Per App den Batteriestand checken oder den Wagen von der Smartwatch aus einparken: BMW ist Vorreiter darin, Autos über das Mobilfunknetz mit dem Internet zu verbinden. Das Online-System ConnectedDrive ist schon seit rund sieben Jahren erhältlich.
Seitdem wird die Infotainment-Ausstattung in zahlreichen Modellen von BMW, Mini und Rolls-Royce eingebaut. In einer Version des Systems, die in zwischen März 2010 und dem 8. Dezember 2014 produzierten Autos zum Einsatz kommt, haben IT-Experten jetzt gravierende Sicherheitslücken entdeckt. In Deutschland sind rund 423.000 Fahrzeuge betroffen, weltweit 2,2 Millionen. Und das ist ein Problem.
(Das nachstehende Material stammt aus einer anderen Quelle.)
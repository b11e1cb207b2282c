use std::path::PathBuf;

use jobpilot_protocol::{TaskId, TransitionError};
use thiserror::Error;

pub type Result<T> = std::result::Result<T, EngineError>;

/// How the worker reacts to an error.
#[derive(Debug, Clone, Copy, PartialEq, Eq)]
pub enum ErrorClass {
	/// Recovered locally (fallback selector, per-listing skip).
	Transient,
	/// Login required or unattainable, browser unusable.
	Session,
	/// Aborts the current task only.
	Workflow,
	/// Queue/config storage failures; the loop backs off and retries.
	Infrastructure,
}

#[derive(Debug, Error)]
pub enum EngineError {
	#[error(transparent)]
	Runtime(#[from] jobpilot_runtime::Error),

	#[error("{}: {source}", path.display())]
	Io {
		path: PathBuf,
		#[source]
		source: std::io::Error,
	},

	#[error("{}: invalid JSON: {source}", path.display())]
	Json {
		path: PathBuf,
		#[source]
		source: serde_json::Error,
	},

	#[error("timed out after {ms}ms acquiring queue lock {}", path.display())]
	QueueLock { path: PathBuf, ms: u64 },

	#[error("task not found: {0}")]
	TaskNotFound(TaskId),

	#[error("task {id}: {source}")]
	InvalidTransition {
		id: TaskId,
		#[source]
		source: TransitionError,
	},

	#[error("login timed out after {secs}s waiting for verification")]
	LoginTimeout { secs: u64 },

	#[error("login page unavailable")]
	LoginUnavailable,

	#[error("no listings found for {keyword} in {city}")]
	NoListings { keyword: String, city: String },

	#[error("intent resolution failed: {0}")]
	Intent(String),

	#[error("invalid settings in {}: {reason}", path.display())]
	Settings { path: PathBuf, reason: String },

	#[error("another worker (pid {pid}) holds {}", path.display())]
	WorkerLeaseHeld { path: PathBuf, pid: u32 },

	#[error(transparent)]
	Anyhow(#[from] anyhow::Error),
}

impl EngineError {
	pub fn io(path: impl Into<PathBuf>, source: std::io::Error) -> Self {
		EngineError::Io { path: path.into(), source }
	}

	pub fn json(path: impl Into<PathBuf>, source: serde_json::Error) -> Self {
		EngineError::Json { path: path.into(), source }
	}

	pub fn class(&self) -> ErrorClass {
		match self {
			EngineError::Runtime(err) if err.is_browser_level() => ErrorClass::Session,
			EngineError::Runtime(_) => ErrorClass::Transient,
			EngineError::LoginTimeout { .. } | EngineError::LoginUnavailable => ErrorClass::Session,
			EngineError::NoListings { .. } | EngineError::Intent(_) | EngineError::Anyhow(_) => ErrorClass::Workflow,
			EngineError::Io { .. }
			| EngineError::Json { .. }
			| EngineError::QueueLock { .. }
			| EngineError::TaskNotFound(_)
			| EngineError::InvalidTransition { .. }
			| EngineError::Settings { .. }
			| EngineError::WorkerLeaseHeld { .. } => ErrorClass::Infrastructure,
		}
	}

	/// True when the browser should be torn down before the next task.
	pub fn needs_browser_restart(&self) -> bool {
		matches!(self, EngineError::Runtime(err) if err.is_browser_level())
	}
}

#[cfg(test)]
mod tests {
	use super::*;

	#[test]
	fn classifies_by_taxonomy() {
		let no_listings = EngineError::NoListings {
			keyword: "产品经理".into(),
			city: "北京".into(),
		};
		assert_eq!(no_listings.class(), ErrorClass::Workflow);
		assert_eq!(no_listings.to_string(), "no listings found for 产品经理 in 北京");

		assert_eq!(EngineError::LoginTimeout { secs: 180 }.class(), ErrorClass::Session);
		assert_eq!(
			EngineError::QueueLock {
				path: "tasks.json.lock".into(),
				ms: 5000
			}
			.class(),
			ErrorClass::Infrastructure
		);
	}

	#[test]
	fn disconnected_browser_requests_restart() {
		let err = EngineError::from(jobpilot_runtime::Error::Disconnected("ws closed".into()));
		assert!(err.needs_browser_restart());
		assert_eq!(err.class(), ErrorClass::Session);

		let stale = EngineError::from(jobpilot_runtime::Error::Detached("node".into()));
		assert!(!stale.needs_browser_restart());
		assert_eq!(stale.class(), ErrorClass::Transient);
	}
}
Wie IT-Experten einen BMW geknackt haben
Wenn der Besitzer in der BMW-Remote-App die Türentriegelung veranlasst, erhält das Fahrzeug eine SMS vom BMW-Backend. Es holt daraufhin den Öffnungsbefehl von einem Server und führt in aus – während der Hacker mitliest.
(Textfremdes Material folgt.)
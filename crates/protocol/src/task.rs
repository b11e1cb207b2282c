//! Task records stored in `tasks.json`.
//!
//! A [`Task`] carries the fields common to every task plus a closed
//! [`TaskKind`] selected by the `type` tag. Status changes go through
//! [`Task::apply_patch`], which enforces the lifecycle
//! `pending -> running -> {completed, failed}` and keeps `progress`
//! non-decreasing while a task runs.

use std::fmt;

use serde::{Deserialize, Deserializer, Serialize};
use serde_json::Value;
use thiserror::Error;

/// Log line written on freshly enqueued tasks.
pub const WAITING_LOG: &str = "waiting to run";

/// Opaque task identifier.
#[derive(Debug, Clone, PartialEq, Eq, Hash, Serialize, Deserialize)]
#[serde(transparent)]
pub struct TaskId(String);

impl TaskId {
	pub fn new(id: impl Into<String>) -> Self {
		Self(id.into())
	}

	pub fn as_str(&self) -> &str {
		&self.0
	}
}

impl fmt::Display for TaskId {
	fn fmt(&self, f: &mut fmt::Formatter<'_>) -> fmt::Result {
		f.pad(&self.0)
	}
}

impl From<&str> for TaskId {
	fn from(value: &str) -> Self {
		Self(value.to_string())
	}
}

#[derive(Debug, Clone, Copy, PartialEq, Eq, Hash, Default, Serialize, Deserialize)]
#[serde(rename_all = "lowercase")]
pub enum TaskStatus {
	#[default]
	Pending,
	Running,
	Completed,
	Failed,
}

impl TaskStatus {
	pub fn as_str(self) -> &'static str {
		match self {
			TaskStatus::Pending => "pending",
			TaskStatus::Running => "running",
			TaskStatus::Completed => "completed",
			TaskStatus::Failed => "failed",
		}
	}

	/// Returns true when `next` is reachable from `self` (staying put is allowed).
	pub fn can_transition_to(self, next: TaskStatus) -> bool {
		self == next
			|| matches!(
				(self, next),
				(TaskStatus::Pending, TaskStatus::Running) | (TaskStatus::Running, TaskStatus::Completed) | (TaskStatus::Running, TaskStatus::Failed)
			)
	}
}

impl fmt::Display for TaskStatus {
	fn fmt(&self, f: &mut fmt::Formatter<'_>) -> fmt::Result {
		f.pad(self.as_str())
	}
}

#[derive(Debug, Clone, Copy, PartialEq, Eq, Error)]
#[error("task status cannot move from {from} to {to}")]
pub struct TransitionError {
	pub from: TaskStatus,
	pub to: TaskStatus,
}

/// Parameters of an `apply` task, filled in once the intent is resolved.
///
/// Producers may write these before the worker does, with loose types
/// (`"count": "3"`, `"keyword": null`). Values that cannot be used read as
/// unset rather than rejecting the whole record.
#[derive(Debug, Clone, Default, PartialEq, Eq, Serialize, Deserialize)]
pub struct ApplyParams {
	#[serde(default, deserialize_with = "lenient_text", skip_serializing_if = "Option::is_none")]
	pub keyword: Option<String>,
	#[serde(default, deserialize_with = "lenient_text", skip_serializing_if = "Option::is_none")]
	pub city: Option<String>,
	#[serde(default, deserialize_with = "lenient_count", skip_serializing_if = "Option::is_none")]
	pub count: Option<u32>,
	/// Number of listings contacted, set when the task completes.
	#[serde(default, deserialize_with = "lenient_count", skip_serializing_if = "Option::is_none")]
	pub applied: Option<u32>,
}

fn lenient_text<'de, D: Deserializer<'de>>(deserializer: D) -> Result<Option<String>, D::Error> {
	Ok(match Value::deserialize(deserializer)? {
		Value::String(text) => Some(text),
		_ => None,
	})
}

/// A number or a numeric string.
fn lenient_count<'de, D: Deserializer<'de>>(deserializer: D) -> Result<Option<u32>, D::Error> {
	Ok(match Value::deserialize(deserializer)? {
		Value::Number(n) => n.as_u64().and_then(|n| u32::try_from(n).ok()),
		Value::String(text) => text.trim().parse().ok(),
		_ => None,
	})
}

impl ApplyParams {
	fn merge(&mut self, other: ApplyParams) {
		if other.keyword.is_some() {
			self.keyword = other.keyword;
		}
		if other.city.is_some() {
			self.city = other.city;
		}
		if other.count.is_some() {
			self.count = other.count;
		}
		if other.applied.is_some() {
			self.applied = other.applied;
		}
	}
}

/// Task variants, tagged by the record's `type` field.
#[derive(Debug, Clone, PartialEq, Eq, Serialize, Deserialize)]
#[serde(tag = "type", rename_all = "snake_case")]
pub enum TaskKind {
	Apply(ApplyParams),
}

impl TaskKind {
	pub fn name(&self) -> &'static str {
		match self {
			TaskKind::Apply(_) => "apply",
		}
	}
}

impl Default for TaskKind {
	fn default() -> Self {
		TaskKind::Apply(ApplyParams::default())
	}
}

#[derive(Debug, Clone, PartialEq, Eq, Serialize, Deserialize)]
pub struct Task {
	pub id: TaskId,
	pub status: TaskStatus,
	pub title: String,
	pub description: String,
	#[serde(default)]
	pub progress: u8,
	#[serde(default)]
	pub log: String,
	/// Local time formatted `YYYY-MM-DD HH:MM`.
	#[serde(default)]
	pub created_at: String,
	#[serde(flatten)]
	pub kind: TaskKind,
}

/// Producer-side input for a new task.
#[derive(Debug, Clone, Default, PartialEq, Eq)]
pub struct NewTask {
	pub kind: TaskKind,
	pub title: String,
	pub description: String,
}

impl NewTask {
	pub fn apply(title: impl Into<String>, description: impl Into<String>) -> Self {
		Self {
			kind: TaskKind::Apply(ApplyParams::default()),
			title: title.into(),
			description: description.into(),
		}
	}
}

impl Task {
	/// Builds a pending record from producer input.
	pub fn from_new(id: TaskId, created_at: impl Into<String>, new: NewTask) -> Self {
		Self {
			id,
			status: TaskStatus::Pending,
			title: new.title,
			description: new.description,
			progress: 0,
			log: WAITING_LOG.to_string(),
			created_at: created_at.into(),
			kind: new.kind,
		}
	}

	/// Text handed to intent resolution: title and description joined by a space.
	pub fn intent_text(&self) -> String {
		format!("{} {}", self.title, self.description).trim().to_string()
	}

	pub fn apply_params(&self) -> Option<&ApplyParams> {
		match &self.kind {
			TaskKind::Apply(params) => Some(params),
		}
	}

	/// Merges `patch` into this record.
	///
	/// Rejects transitions outside the task lifecycle. Progress is capped at
	/// 100 and never moves backwards while the task is running.
	pub fn apply_patch(&mut self, patch: TaskPatch) -> Result<(), TransitionError> {
		if let Some(next) = patch.status {
			if !self.status.can_transition_to(next) {
				return Err(TransitionError { from: self.status, to: next });
			}
			self.status = next;
		}

		if let Some(progress) = patch.progress {
			let progress = progress.min(100);
			self.progress = if self.status == TaskStatus::Running { self.progress.max(progress) } else { progress };
		}

		if let Some(log) = patch.log {
			self.log = log;
		}

		if let Some(params) = patch.apply {
			match &mut self.kind {
				TaskKind::Apply(current) => current.merge(params),
			}
		}

		Ok(())
	}

	/// Puts an abandoned running task back in the queue.
	///
	/// This is the only way back to `pending`; it exists for startup
	/// reconciliation after a crashed worker.
	pub fn requeue(&mut self, log: impl Into<String>) {
		self.status = TaskStatus::Pending;
		self.progress = 0;
		self.log = log.into();
	}
}

/// Partial update for a [`Task`]; `None` fields are left untouched.
#[derive(Debug, Clone, Default, PartialEq, Eq)]
pub struct TaskPatch {
	pub status: Option<TaskStatus>,
	pub progress: Option<u8>,
	pub log: Option<String>,
	pub apply: Option<ApplyParams>,
}

impl TaskPatch {
	pub fn new() -> Self {
		Self::default()
	}

	pub fn status(mut self, status: TaskStatus) -> Self {
		self.status = Some(status);
		self
	}

	pub fn progress(mut self, progress: u8) -> Self {
		self.progress = Some(progress);
		self
	}

	pub fn log(mut self, log: impl Into<String>) -> Self {
		self.log = Some(log.into());
		self
	}

	pub fn apply_params(mut self, params: ApplyParams) -> Self {
		self.apply = Some(params);
		self
	}
}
Der Besitzer gibt der App den Befehl "Entriegle Tür". Die Daten werden per Mobilfunk übertragen und können von einem Hacker mitgelesen werden.
Die BMW-Server senden per SMS die Anweisung "Hole Befehl" an das Auto. Dort fährt das Modem im Steuergerät hoch.
Über die gesicherte Datenverbindung zum BMW-Backend fragt das Auto bei den BMW-Server nach, ob ein Remote-Service-Befehl vorhanden ist.
Daraufhin gibt das BMW-Backend dem Auto die Anweisung "Entriegle Tür" – und das Auto wird aufgeschlossen.
Ein Hacker kann mit einer tragbaren Mobilfunk-Basisstation ohne Zutun des Besitzers gefälschte SMS und Daten an das Fahrzeug senden, um die Tür zu entriegeln. Dazu muss er mit seinem Vorwissen die Schritte 2 bis 4 durchführen. Der Besitzer bekommt von den Vorgängen nichts mit – bis auf die Tatsache, dass sein Auto ausgräumt oder komplett gestohlen wurde.
Künftig sind nicht nur Smartphones, Tablets und Computer vernetzt. Sondern auch Dinge wie die Heizung, die sich von unterwegs aus regulieren lässt; der Kühlschrank, der seinen Inhalt überwacht und selbstständig neue Lebensmittel ordert; oder eben das Auto in der Garage.
Gefährliche Fernsteuerung
Alles ist mit dem Internet verbunden und kann gesteuert werden, selbst wenn man tausende Kilometer entfernt ist. Ein kurzer Blick auf das Smartphone während des Urlaubs auf den Malediven - und schon sieht man, ob das Licht im Wohnzimmer noch brennt oder der Wagen weiterhin im Flughafen-Parkhaus steht.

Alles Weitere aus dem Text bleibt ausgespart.